Metabolomics technologies are regularly applied to metabolic flux analysis (MFA, i.e.,
13C) studies (Baidoo and Teixeira Benites, 2019). MFA determines the rates of in vivo
metabolic reactions. Thus, enabling an understanding of carbon and energy flow
throughout the metabolic network in a cell. Overall, MFA accelerates the discovery of
novel metabolic pathways and enzymes for improved synthetic bioproduction (Feng et
al., 2010; Ando and García Martín, 2019; Babele and Young, 2019; Vavricka et al.,
2020). However, the availability and high cost of stable isotope compounds can limit
MFA capability (Gonzalez and Pierron, 2015).

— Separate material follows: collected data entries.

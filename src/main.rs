use tcp_jsonrpc::{config::Config, logging, methods, RpcServer};
use tracing::{info, warn};

#[tokio::main]
async fn main() -> Result<(), Box<dyn std::error::Error>> {
    logging::init_logging();

    let config = Config::from_env()?;
    let mut server = RpcServer::new(config);
    methods::register_builtin_methods(&mut server)?;

    let local_addr = server.start().await?;
    info!(local_addr = %local_addr, "server accepting connections");

    let shutdown = server.shutdown_handle();
    tokio::spawn(async move {
        match tokio::signal::ctrl_c().await {
            Ok(()) => {
                info!("shutdown signal received");
                shutdown.shutdown();
            }
            Err(err) => warn!(error = %err, "failed to listen for shutdown signal"),
        }
    });

    server.run().await?;
    Ok(())
}
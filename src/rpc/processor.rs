//! Transport-independent request pipeline
//!
//! Turns one raw payload into exactly one response: parse, resolve, invoke, and map
//! every failure to a JSON-RPC error. Nothing here returns an error to the caller.

use std::{sync::Arc, time::Instant};

use serde_json::Value;
use tokio::task::JoinError;
use tracing::{info, warn};

use crate::errors::HandlerError;
use crate::rpc::{
    dispatch::DispatchTable,
    message::{Handler, RpcError, RpcRequest, RpcResponse, METHOD_NOT_FOUND},
};

pub async fn handle_payload(table: &DispatchTable, payload: &[u8]) -> RpcResponse {
    let request = match RpcRequest::parse(payload) {
        Ok(request) => request,
        Err(failure) => {
            warn!(error = %failure.error, "rejected malformed request");
            return RpcResponse::failure(failure.id, RpcError::internal(failure.error.to_string()));
        }
    };

    handle_request(table, request).await
}

pub async fn handle_request(table: &DispatchTable, request: RpcRequest) -> RpcResponse {
    let started_at = Instant::now();
    let RpcRequest {
        method, params, id, ..
    } = request;

    let response = match table.resolve(&method) {
        None => RpcResponse::failure(id, RpcError::method_not_found()),
        Some(handler) => match invoke(handler, params).await {
            Ok(result) => RpcResponse::success(id, result),
            Err(err) => RpcResponse::failure(id, RpcError::internal(err.to_string())),
        },
    };

    let outcome = match response.error() {
        None => "success",
        Some(error) if error.code == METHOD_NOT_FOUND => "not_found",
        Some(_) => "failure",
    };
    info!(
        method = %method,
        id = %response.id(),
        outcome,
        duration_ms = started_at.elapsed().as_millis(),
        "rpc call completed"
    );

    response
}

/// Runs the handler on the blocking pool so a slow handler never stalls the runtime.
async fn invoke(handler: Arc<dyn Handler>, params: Value) -> Result<Value, HandlerError> {
    tokio::task::spawn_blocking(move || handler.call(&params))
        .await
        .unwrap_or_else(|err| Err(HandlerError::Panicked(join_failure_message(err))))
}

fn join_failure_message(err: JoinError) -> String {
    if !err.is_panic() {
        return "handler task was cancelled".to_string();
    }

    let payload = err.into_panic();
    if let Some(message) = payload.downcast_ref::<&str>() {
        (*message).to_string()
    } else if let Some(message) = payload.downcast_ref::<String>() {
        message.clone()
    } else {
        "unknown panic payload".to_string()
    }
}
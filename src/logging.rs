use std::time::Instant;

use axum::{extract::Request, http::StatusCode, middleware::Next, response::Response};
use tracing::{info, warn};
use tracing_subscriber::{fmt, EnvFilter};

pub fn init_logging() {
    let filter = EnvFilter::try_from_default_env().unwrap_or_else(|_| EnvFilter::new("info"));
    fmt()
        .with_env_filter(filter)
        .with_target(false)
        .compact()
        .init();
}

pub async fn request_logging_middleware(request: Request, next: Next) -> Response {
    let method = request.method().clone();
    let path = request.uri().path().to_string();
    let started_at = Instant::now();

    let response = next.run(request).await;
    let status = response.status();

    info!(
        method = %method,
        path = %path,
        status = status.as_u16(),
        duration_ms = started_at.elapsed().as_millis(),
        "http request summary"
    );

    if status == StatusCode::PAYLOAD_TOO_LARGE {
        warn!(method = %method, path = %path, "http request body over limit");
    }

    response
}
use std::sync::Arc;

use axum::{
    extract::DefaultBodyLimit,
    middleware,
    routing::{get, post},
    Router,
};
use tower::limit::GlobalConcurrencyLimitLayer;

pub mod config;
pub mod errors;
pub mod http;
pub mod logging;
pub mod methods;
pub mod peer;
pub mod rpc;
pub mod server;
pub mod transport;

use config::Limits;
use peer::PeerNode;
use rpc::DispatchTable;

pub use server::{RpcServer, ShutdownHandle};

#[derive(Clone)]
pub struct AppState {
    pub table: Arc<DispatchTable>,
    pub node: Arc<PeerNode>,
    pub limits: Limits,
}

impl AppState {
    pub fn new(table: Arc<DispatchTable>, node: PeerNode, limits: Limits) -> Self {
        Self {
            table,
            node: Arc::new(node),
            limits,
        }
    }
}

pub fn build_app(state: AppState) -> Router {
    Router::new()
        .route("/health", get(http::handlers::health))
        .route("/rpc", post(http::handlers::rpc_endpoint))
        .layer(DefaultBodyLimit::max(state.limits.max_request_bytes))
        .layer(GlobalConcurrencyLimitLayer::new(state.limits.max_connections))
        .layer(middleware::from_fn(logging::request_logging_middleware))
        .with_state(state)
}
use ratatui::{
    Frame,
    style::{Color, Modifier, Style},
    text::{Line, Span, Text},
    widgets::{Block, Borders, Clear, Paragraph},
};

use crate::controller::ContextMenu;
use crate::node::Marker;
use crate::registry::MenuRegistry;

// ── Colors ─────────────────────────────────────────────────────────────────

const BORDER: Color = Color::Rgb(122, 162, 247);
const TITLE: Color = Color::Rgb(255, 158, 100);
const ITEM: Color = Color::Rgb(192, 202, 245);
const DIM: Color = Color::Rgb(86, 95, 137);

// ── Session renderer ────────────────────────────────────────────────────────

/// Draw any open session on top of the host's frame. Call last in the
/// host's draw pass so the menu stays topmost.
pub fn render(f: &mut Frame, registry: &MenuRegistry) {
    if let Some(menu) = registry.open_menu() {
        render_session(f, &menu.borrow());
    }
}

fn render_session(f: &mut Frame, menu: &ContextMenu) {
    let Some(session) = menu.session() else {
        return;
    };
    if !session.overlay.visible {
        return;
    }

    let area = session.menu_area.intersection(f.area());
    if area.width == 0 || area.height == 0 {
        return;
    }
    f.render_widget(Clear, area);

    let mut block = Block::default()
        .borders(Borders::ALL)
        .border_style(Style::default().fg(BORDER));
    if !menu.options.name.is_empty() {
        block = block.title(Span::styled(
            menu.options.name.clone(),
            Style::default().fg(TITLE).add_modifier(Modifier::BOLD),
        ));
    }
    let inner = block.inner(area);
    f.render_widget(block, area);

    let mut lines: Vec<Line> = Vec::new();
    let children = &session.menu_node().children;

    if session.arrow_rows {
        if let Some(up) = children.first() {
            lines.push(Line::styled(
                center(&up.label, inner.width as usize),
                Style::default().fg(DIM),
            ));
        }
    }

    let skip = usize::from(session.scroll);
    let take = usize::from(session.list_height);
    for node in session.rows().iter().skip(skip).take(take) {
        match &node.marker {
            Marker::Special(_) => lines.push(Line::styled(
                "─".repeat(inner.width as usize),
                Style::default().fg(DIM),
            )),
            _ => lines.push(Line::styled(
                format!(" {}", node.label),
                Style::default().fg(ITEM),
            )),
        }
    }

    if session.arrow_rows {
        if let Some(down) = children.last() {
            lines.push(Line::styled(
                center(&down.label, inner.width as usize),
                Style::default().fg(DIM),
            ));
        }
    }

    f.render_widget(Paragraph::new(Text::from(lines)), inner);
}

fn center(s: &str, width: usize) -> String {
    let len = s.chars().count();
    if len >= width {
        return s.chars().take(width).collect();
    }
    let left = (width - len) / 2;
    let right = width - len - left;
    " ".repeat(left) + s + &" ".repeat(right)
}

#[cfg(test)]
mod tests {
    use super::*;

    #[test]
    fn center_pads_evenly() {
        assert_eq!(center("▲", 5), "  ▲  ");
        assert_eq!(center("ab", 5), " ab  ");
        assert_eq!(center("abcdef", 3), "abc");
    }
}
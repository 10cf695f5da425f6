//! Retained node tree for one open session.
//!
//! The tree exists for the structural contract: styling and tests read the
//! markers, the renderer reads the labels. One overlay node holds one menu
//! node, which holds the item nodes (and, when the menu is over-tall, an
//! arrow indicator as its first and last child).

use crate::position::Size;

/// Structural marker carried by every node.
#[derive(Clone, PartialEq, Eq, Debug)]
pub enum Marker {
    /// Full-viewport capture layer, scoped by the menu's `name` option.
    Overlay { name: String },
    /// The menu container itself, same name scope.
    Menu { name: String },
    /// An actionable entry.
    Item,
    /// A non-actionable entry, tagged with its kind (`"separator"`, ...).
    Special(String),
    /// Scroll indicator injected by the over-tall remediation.
    Arrow,
}

#[derive(Clone, Debug)]
pub struct Node {
    pub marker: Marker,
    /// Display text. Empty for structural nodes.
    pub label: String,
    /// Set on overlay and menu only once the final position is committed,
    /// so appearance animation hooks see a single transition.
    pub visible: bool,
    pub focusable: bool,
    /// Measured height in cells.
    pub height: u16,
    /// Index into the controller's item list, for actionable nodes.
    pub item_index: Option<usize>,
    pub children: Vec<Node>,
}

impl Node {
    pub fn new(marker: Marker) -> Self {
        Node {
            marker,
            label: String::new(),
            visible: false,
            focusable: false,
            height: 1,
            item_index: None,
            children: Vec::new(),
        }
    }

    pub fn overlay(name: &str) -> Self {
        let mut node = Node::new(Marker::Overlay {
            name: name.to_string(),
        });
        node.height = 0;
        node
    }

    pub fn menu(name: &str) -> Self {
        let mut node = Node::new(Marker::Menu {
            name: name.to_string(),
        });
        node.height = 0;
        node
    }

    pub fn arrow(glyph: &str) -> Self {
        let mut node = Node::new(Marker::Arrow);
        node.label = glyph.to_string();
        node
    }
}

/// Content-derived menu box: widest child label plus border and padding,
/// summed child heights plus the border rows. This is the "off-screen
/// render" measurement taken before the solver runs. A menu with zero items
/// still gets a minimal box.
pub fn measure_menu(menu: &Node) -> Size {
    let inner_w = menu
        .children
        .iter()
        .map(|n| n.label.chars().count())
        .max()
        .unwrap_or(0)
        .max(1) as i32;
    let inner_h: i32 = menu.children.iter().map(|n| i32::from(n.height)).sum();
    Size {
        w: inner_w + 4,
        h: inner_h + 2,
    }
}

#[cfg(test)]
mod tests {
    use super::*;

    #[test]
    fn measure_sums_heights_and_takes_widest_label() {
        let mut menu = Node::menu("");
        let mut a = Node::new(Marker::Item);
        a.label = "Copy".into();
        let mut b = Node::new(Marker::Item);
        b.label = "Paste here".into();
        menu.children = vec![a, Node::new(Marker::Special("separator".into())), b];

        let size = measure_menu(&menu);
        assert_eq!(size.h, 3 + 2);
        assert_eq!(size.w, "Paste here".len() as i32 + 4);
    }

    #[test]
    fn empty_menu_measures_minimal_box() {
        let menu = Node::menu("");
        let size = measure_menu(&menu);
        assert_eq!(size, Size { w: 5, h: 2 });
    }

    #[test]
    fn nodes_start_invisible() {
        assert!(!Node::overlay("x").visible);
        assert!(!Node::menu("x").visible);
    }
}
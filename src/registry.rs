//! The injectable registry service: target→controller bindings, the shared
//! scroll lock, and the handled-flag dispatch path.
//!
//! The host creates one `MenuRegistry` per application context and feeds it
//! raw crossterm events; the registry decodes them and walks controllers
//! until one handles the event.

use std::cell::{Cell, RefCell};
use std::rc::Rc;
use std::time::Instant;

use log::debug;

use crate::controller::{ContextMenu, Target, TargetId};
use crate::error::Result;
use crate::events::{InputEvent, Outcome, decode};
use crate::item::ItemSpec;
use crate::options::MenuOptions;
use crate::position::Size;

// ── Scroll lock ─────────────────────────────────────────────────────────────

/// The shared page-scroll affordance. Taken by the session that opens,
/// restored exactly once by that session's close; single-open-session
/// dispatch guarantees no two sessions ever hold it together. Hosts consult
/// [`MenuRegistry::scroll_locked`] to suppress their own scroll handling.
#[derive(Clone)]
pub struct ScrollLock {
    locked: Rc<Cell<bool>>,
}

impl ScrollLock {
    pub(crate) fn new() -> Self {
        ScrollLock {
            locked: Rc::new(Cell::new(false)),
        }
    }

    pub fn is_locked(&self) -> bool {
        self.locked.get()
    }

    pub(crate) fn acquire(&self) {
        self.locked.set(true);
    }

    pub(crate) fn release(&self) {
        self.locked.set(false);
    }
}

// ── Registry ────────────────────────────────────────────────────────────────

pub type MenuHandle = Rc<RefCell<ContextMenu>>;

pub struct MenuRegistry {
    menus: Vec<(TargetId, MenuHandle)>,
    scroll_lock: ScrollLock,
}

impl Default for MenuRegistry {
    fn default() -> Self {
        Self::new()
    }
}

impl MenuRegistry {
    pub fn new() -> Self {
        MenuRegistry {
            menus: Vec::new(),
            scroll_lock: ScrollLock::new(),
        }
    }

    /// Bind a menu to a target. Idempotent per target id: a second call
    /// returns the existing handle unchanged and the new items and options
    /// are discarded, so no duplicate controller can ever shadow the first.
    pub fn create(
        &mut self,
        target: Target,
        items: Vec<ItemSpec>,
        options: MenuOptions,
    ) -> MenuHandle {
        if let Some((_, existing)) = self.menus.iter().find(|(id, _)| *id == target.id) {
            debug!("menu already bound to {:?}, returning it", target.id);
            return Rc::clone(existing);
        }
        let menu = Rc::new(RefCell::new(ContextMenu::new(
            target,
            items,
            options,
            self.scroll_lock.clone(),
        )));
        self.menus.push((target.id, Rc::clone(&menu)));
        menu
    }

    pub fn get(&self, id: TargetId) -> Option<MenuHandle> {
        self.menus
            .iter()
            .find(|(tid, _)| *tid == id)
            .map(|(_, m)| Rc::clone(m))
    }

    pub fn scroll_locked(&self) -> bool {
        self.scroll_lock.is_locked()
    }

    /// The controller whose session is currently open, if any. At most one
    /// exists at a time: an open session consumes all input before another
    /// controller can transition.
    pub fn open_menu(&self) -> Option<MenuHandle> {
        self.menus
            .iter()
            .find(|(_, m)| m.borrow().is_open())
            .map(|(_, m)| Rc::clone(m))
    }

    /// Decode and dispatch one crossterm event. Returns the last
    /// non-ignored outcome of the decoded sequence, so the invocation phase
    /// of a right press decides over its preceding press (a pass-through
    /// invocation must not be masked by the press that closed a session).
    /// An action's error propagates to the caller here (the menu has
    /// already closed by then).
    pub fn dispatch(
        &mut self,
        event: &crossterm::event::Event,
        viewport: Size,
        now: Instant,
    ) -> Result<Outcome> {
        let mut outcome = Outcome::Ignored;
        for ev in decode(event) {
            let one = self.dispatch_input(&ev, viewport, now)?;
            if one != Outcome::Ignored {
                outcome = one;
            }
        }
        Ok(outcome)
    }

    /// Dispatch one semantic event. An open session owns the input stream
    /// outright (the overlay boundary); otherwise only invocations route,
    /// deepest containing target first, stopping at the first controller
    /// that does not ignore the event.
    pub fn dispatch_input(
        &mut self,
        ev: &InputEvent,
        viewport: Size,
        now: Instant,
    ) -> Result<Outcome> {
        if let Some(open) = self.open_menu() {
            return open.borrow_mut().handle_event(ev, viewport, now);
        }

        let InputEvent::Invoke { at, .. } = ev else {
            return Ok(Outcome::Ignored);
        };
        let mut hits: Vec<MenuHandle> = self
            .menus
            .iter()
            .filter(|(_, m)| m.borrow().target().contains(*at))
            .map(|(_, m)| Rc::clone(m))
            .collect();
        hits.sort_by_key(|m| {
            let area = m.borrow().target().area;
            u32::from(area.width) * u32::from(area.height)
        });
        for menu in hits {
            let outcome = menu.borrow_mut().handle_event(ev, viewport, now)?;
            if outcome != Outcome::Ignored {
                return Ok(outcome);
            }
        }
        Ok(Outcome::Ignored)
    }
}

// ── Tests ───────────────────────────────────────────────────────────────────

#[cfg(test)]
mod tests {
    use super::*;
    use ratatui::layout::Rect;

    fn target(id: u64, area: Rect) -> Target {
        Target::new(TargetId(id), area)
    }

    #[test]
    fn create_is_idempotent_per_target() {
        let mut registry = MenuRegistry::new();
        let area = Rect::new(0, 0, 10, 10);
        let first = registry.create(
            target(1, area),
            vec![ItemSpec::action("A", |_| Ok(()))],
            MenuOptions::default(),
        );
        // Different items and options on the second attempt; discarded.
        let second = registry.create(
            target(1, area),
            vec![ItemSpec::action("B", |_| Ok(())), ItemSpec::separator()],
            MenuOptions::new().name("other"),
        );
        assert!(Rc::ptr_eq(&first, &second));
        assert_eq!(first.borrow().items.len(), 1);
    }

    #[test]
    fn distinct_targets_get_distinct_menus() {
        let mut registry = MenuRegistry::new();
        let a = registry.create(
            target(1, Rect::new(0, 0, 10, 10)),
            Vec::new(),
            MenuOptions::default(),
        );
        let b = registry.create(
            target(2, Rect::new(0, 0, 10, 10)),
            Vec::new(),
            MenuOptions::default(),
        );
        assert!(!Rc::ptr_eq(&a, &b));
    }

    #[test]
    fn lookup_is_by_identity_not_bounds() {
        let mut registry = MenuRegistry::new();
        let first = registry.create(
            target(7, Rect::new(0, 0, 10, 10)),
            Vec::new(),
            MenuOptions::default(),
        );
        // Same id, different bounds: still the same binding.
        let second = registry.create(
            target(7, Rect::new(5, 5, 20, 20)),
            Vec::new(),
            MenuOptions::default(),
        );
        assert!(Rc::ptr_eq(&first, &second));
        assert_eq!(registry.get(TargetId(7)).unwrap().borrow().target().area.x, 0);
    }

    #[test]
    fn no_open_menu_initially() {
        let registry = MenuRegistry::new();
        assert!(registry.open_menu().is_none());
        assert!(!registry.scroll_locked());
    }
}
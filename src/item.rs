//! Item descriptors and the factory that turns them into renderable nodes.

use std::fmt;
use std::time::Duration;

use crate::controller::ContextMenu;
use crate::error::{MenuError, Result};
use crate::node::{Marker, Node};

/// Delay before an opened session starts responding to item releases.
///
/// The same physical press that invokes a menu produces a release shortly
/// after, often over a freshly rendered item under the cursor; activations
/// are ignored until this much time has passed since the session opened.
pub const ARM_DELAY: Duration = Duration::from_millis(200);

/// The one built-in special kind. Further kinds are registered per menu via
/// [`MenuOptions::specials`](crate::options::MenuOptions::specials).
pub const SEPARATOR: &str = "separator";

/// An item's action. Receives the owning controller so it can inspect the
/// target or adjust items for the next session; its error propagates out of
/// dispatch after the menu has closed.
pub type ActionFn =
    Box<dyn FnMut(&mut ContextMenu) -> std::result::Result<(), Box<dyn std::error::Error>>>;

/// Describes one menu entry: an actionable item, or a special structural
/// entry named by a bare string.
pub enum ItemSpec {
    Action { title: String, action: ActionFn },
    Special(String),
}

impl ItemSpec {
    pub fn action<F>(title: impl Into<String>, action: F) -> Self
    where
        F: FnMut(&mut ContextMenu) -> std::result::Result<(), Box<dyn std::error::Error>>
            + 'static,
    {
        ItemSpec::Action {
            title: title.into(),
            action: Box::new(action),
        }
    }

    pub fn separator() -> Self {
        ItemSpec::Special(SEPARATOR.to_string())
    }

    pub fn title(&self) -> Option<&str> {
        match self {
            ItemSpec::Action { title, .. } => Some(title),
            ItemSpec::Special(_) => None,
        }
    }
}

impl From<&str> for ItemSpec {
    fn from(kind: &str) -> Self {
        ItemSpec::Special(kind.to_string())
    }
}

impl From<String> for ItemSpec {
    fn from(kind: String) -> Self {
        ItemSpec::Special(kind)
    }
}

impl fmt::Debug for ItemSpec {
    fn fmt(&self, f: &mut fmt::Formatter<'_>) -> fmt::Result {
        match self {
            ItemSpec::Action { title, .. } => f.debug_tuple("Action").field(title).finish(),
            ItemSpec::Special(kind) => f.debug_tuple("Special").field(kind).finish(),
        }
    }
}

/// Build the renderable node for one descriptor.
///
/// Action items become focusable nodes carrying the `item` marker and their
/// index back into the controller's item list. Special items become marker
/// nodes with no action wiring. An unrecognized special kind fails fast
/// here, before the session takes any resource, so a malformed menu never
/// silently renders short.
pub fn build_item_node(spec: &ItemSpec, index: usize, specials: &[String]) -> Result<Node> {
    match spec {
        ItemSpec::Action { title, .. } => {
            let mut node = Node::new(Marker::Item);
            node.label = title.clone();
            node.focusable = true;
            node.item_index = Some(index);
            Ok(node)
        }
        ItemSpec::Special(kind) => {
            if kind != SEPARATOR && !specials.iter().any(|s| s == kind) {
                return Err(MenuError::UnknownSpecial(kind.clone()));
            }
            Ok(Node::new(Marker::Special(kind.clone())))
        }
    }
}

#[cfg(test)]
mod tests {
    use super::*;

    #[test]
    fn action_item_builds_focusable_indexed_node() {
        let spec = ItemSpec::action("Copy", |_| Ok(()));
        let node = build_item_node(&spec, 3, &[]).unwrap();
        assert_eq!(node.marker, Marker::Item);
        assert_eq!(node.label, "Copy");
        assert!(node.focusable);
        assert_eq!(node.item_index, Some(3));
    }

    #[test]
    fn bare_string_builds_separator_node() {
        let spec = ItemSpec::from("separator");
        let node = build_item_node(&spec, 0, &[]).unwrap();
        assert_eq!(node.marker, Marker::Special("separator".into()));
        assert!(!node.focusable);
        assert_eq!(node.item_index, None);
    }

    #[test]
    fn registered_extra_special_is_accepted() {
        let spec = ItemSpec::from("header");
        let node = build_item_node(&spec, 0, &["header".to_string()]).unwrap();
        assert_eq!(node.marker, Marker::Special("header".into()));
    }

    #[test]
    fn unknown_special_fails_fast() {
        let spec = ItemSpec::from("rule");
        let err = build_item_node(&spec, 0, &[]).unwrap_err();
        assert!(matches!(err, MenuError::UnknownSpecial(kind) if kind == "rule"));
    }
}
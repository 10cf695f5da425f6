use std::cell::RefCell;
use std::io;
use std::rc::Rc;
use std::time::{Duration, Instant};

use crossterm::{
    event::{self, DisableMouseCapture, EnableMouseCapture, Event, KeyCode, KeyModifiers},
    execute,
    terminal::{EnterAlternateScreen, LeaveAlternateScreen, disable_raw_mode, enable_raw_mode},
};
use ratatui::{
    Frame, Terminal,
    backend::CrosstermBackend,
    layout::{Constraint, Direction, Layout, Rect},
    style::{Color, Modifier, Style},
    text::Span,
    widgets::{Block, Borders, Paragraph},
};

use tui_ctxmenu::{
    ItemSpec, MenuOptions, MenuRegistry, Outcome, Size, Target, TargetId, Transfer,
};

const WORKSPACE: TargetId = TargetId(1);
const PREVIEW: TargetId = TargetId(2);

fn main() -> Result<(), io::Error> {
    // Setup terminal
    enable_raw_mode()?;
    let mut stdout = io::stdout();
    execute!(stdout, EnterAlternateScreen, EnableMouseCapture)?;
    let backend = CrosstermBackend::new(stdout);
    let mut terminal = Terminal::new(backend)?;

    let result = run_app(&mut terminal);

    // Restore terminal
    disable_raw_mode()?;
    execute!(
        terminal.backend_mut(),
        LeaveAlternateScreen,
        DisableMouseCapture
    )?;
    terminal.show_cursor()?;

    if let Err(e) = result {
        eprintln!("Error: {e}");
    }

    Ok(())
}

fn run_app<B: ratatui::backend::Backend>(terminal: &mut Terminal<B>) -> Result<(), io::Error> {
    let mut registry = MenuRegistry::new();
    let status = Rc::new(RefCell::new(String::from(
        "Right-click a panel (Alt+right-click passes through)  q Quit",
    )));

    let mut area = Rect::new(0, 0, 80, 24);
    let (workspace_area, preview_area, _) = layout(area);

    let seen = Rc::clone(&status);
    let copy = ItemSpec::action("Copy path", move |_| {
        *seen.borrow_mut() = "copied workspace path".to_string();
        Ok(())
    });
    let seen = Rc::clone(&status);
    let paste = ItemSpec::action("Paste", move |_| {
        *seen.borrow_mut() = "pasted into workspace".to_string();
        Ok(())
    });
    let delete = ItemSpec::action("Delete", |_| Err("nothing selected".into()));

    let workspace_menu = registry.create(
        Target::new(WORKSPACE, workspace_area),
        vec![copy, ItemSpec::separator(), paste, delete],
        MenuOptions::new().name("workspace"),
    );

    let seen = Rc::clone(&status);
    let zoom = ItemSpec::action("Zoom", move |_| {
        *seen.borrow_mut() = "zoomed preview".to_string();
        Ok(())
    });
    let seen = Rc::clone(&status);
    let preview_menu = registry.create(
        Target::new(PREVIEW, preview_area),
        vec![zoom],
        MenuOptions::new()
            .name("preview")
            .no_recreate(false)
            .transfer(Transfer::Both)
            .on_close(move |_| *seen.borrow_mut() = "preview menu closed".to_string()),
    );

    loop {
        terminal.draw(|f| {
            area = f.area();
            draw(f, area, &registry, &status.borrow());
        })?;

        if !event::poll(Duration::from_millis(100))? {
            continue;
        }
        let evt = event::read()?;

        // Keep target bounds in sync with the current layout.
        let (workspace_area, preview_area, _) = layout(area);
        workspace_menu.borrow_mut().set_target_area(workspace_area);
        preview_menu.borrow_mut().set_target_area(preview_area);

        match registry.dispatch(&evt, Size::from(area), Instant::now()) {
            Ok(Outcome::Handled) => {}
            Ok(Outcome::PassThrough) => {
                *status.borrow_mut() = "host default action (alt held)".to_string();
            }
            Ok(Outcome::Ignored) => {
                if let Event::Key(key) = evt {
                    let quit = key.code == KeyCode::Char('q')
                        || (key.code == KeyCode::Char('c')
                            && key.modifiers.contains(KeyModifiers::CONTROL));
                    if quit {
                        return Ok(());
                    }
                }
            }
            Err(e) => {
                *status.borrow_mut() = format!("action error: {e}");
            }
        }
    }
}

// ── Layout ─────────────────────────────────────────────────────────────────

/// (workspace, preview, status). The preview target nests inside the
/// workspace target to exercise the deepest-target dispatch rule.
fn layout(area: Rect) -> (Rect, Rect, Rect) {
    let rows = Layout::default()
        .direction(Direction::Vertical)
        .constraints([Constraint::Min(3), Constraint::Length(3)])
        .split(area);
    let workspace = rows[0];
    let preview = Rect {
        x: workspace.x + workspace.width / 2,
        y: workspace.y + 1,
        width: workspace.width / 2 - 1,
        height: workspace.height.saturating_sub(2),
    };
    (workspace, preview, rows[1])
}

fn draw(f: &mut Frame, area: Rect, registry: &MenuRegistry, status: &str) {
    let (workspace, preview, status_area) = layout(area);

    let block = Block::default()
        .borders(Borders::ALL)
        .border_style(Style::default().fg(Color::Rgb(122, 162, 247)))
        .title(Span::styled(
            "Workspace",
            Style::default()
                .fg(Color::Rgb(255, 158, 100))
                .add_modifier(Modifier::BOLD),
        ));
    f.render_widget(block, workspace);

    let block = Block::default()
        .borders(Borders::ALL)
        .border_style(Style::default().fg(Color::Rgb(187, 154, 247)))
        .title("Preview");
    f.render_widget(block, preview);

    let block = Block::default()
        .borders(Borders::ALL)
        .border_style(Style::default().fg(Color::Rgb(158, 206, 106)));
    let inner = block.inner(status_area);
    f.render_widget(block, status_area);
    f.render_widget(
        Paragraph::new(Span::styled(
            status.to_string(),
            Style::default().fg(Color::Rgb(224, 175, 104)),
        )),
        inner,
    );

    // Menu overlay goes last so it stays topmost.
    tui_ctxmenu::render(f, registry);
}
use thiserror::Error;

/// Failures surfaced by the menu lifecycle.
///
/// A duplicate target is not an error (the existing handle is returned) and
/// a double close is silently absorbed; the only surfaced cases are a
/// malformed item descriptor, which fails fast during open, and an action
/// callback's own error, which propagates to the dispatch caller after the
/// session has already closed.
#[derive(Debug, Error)]
pub enum MenuError {
    #[error("unknown special item kind {0:?}")]
    UnknownSpecial(String),
    #[error("menu action failed: {0}")]
    Action(Box<dyn std::error::Error>),
}

pub type Result<T> = std::result::Result<T, MenuError>;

The recent advancement in omics technologies has improved the analysis efficiency by
reducing cost and time, but also by collecting informative and meaningful multi-omics
data. Thus, facilitating the implementation of multi-omics techniques in systems biology
studies. However, integrating multi-omics platforms is still an ongoing challenge due to
their inherent data differences (Saito and Matsuda, 2010; Yizhak et al., 2010; Brunk et
al., 2016; Koh et al., 2018; Pinu et al., 2019; Vavricka et al., 2020). For example,
genomics data are qualitative, accurate and reproducible, while other “omics” data, such
as proteomics and metabolomics are both qualitative and quantitative, not as
reproducible, and noisy (Kuo et al., 2002; MacLean et al., 2010; Guo et al., 2013; Gross
et al., 2018). Further, multi-omics data is normally pre-treated by various data treatment
methods (e.g., deconvolution, normalization, scaling, and transformation) and software
before being integrated. Multi-omics studies also require experts in their respective
“omics” fields (as well as IT support) to validate multi-omics data. While this provides
greater data interpretation accuracy it does, however, complicate data acquisition and
analysis.
Recently, Pinu et al. discussed some recommendations to overcome the major challenge
facing the implementation of multi-omics techniques in systems biology, which is the
differences among their inherent data. The aim of their recommendations is to make
researchers aware of the importance of having a proper experimental design in the first
place. Thus, the appropriate biological samples should be carefully selected, prepared,
and stored before planning any “omics” study. Afterward, researchers should carefully
collect quantitative multi-omics data and associated meta-data and select better tools for
integration and interpretation of the data. Finally, develop new resources for the
deposition of intact multi-omics data sets (Pinu et al., 2019). It is also necessary to select
or develop methods that keep the optimum balance between high recovery and low
degradation of extracted biological features.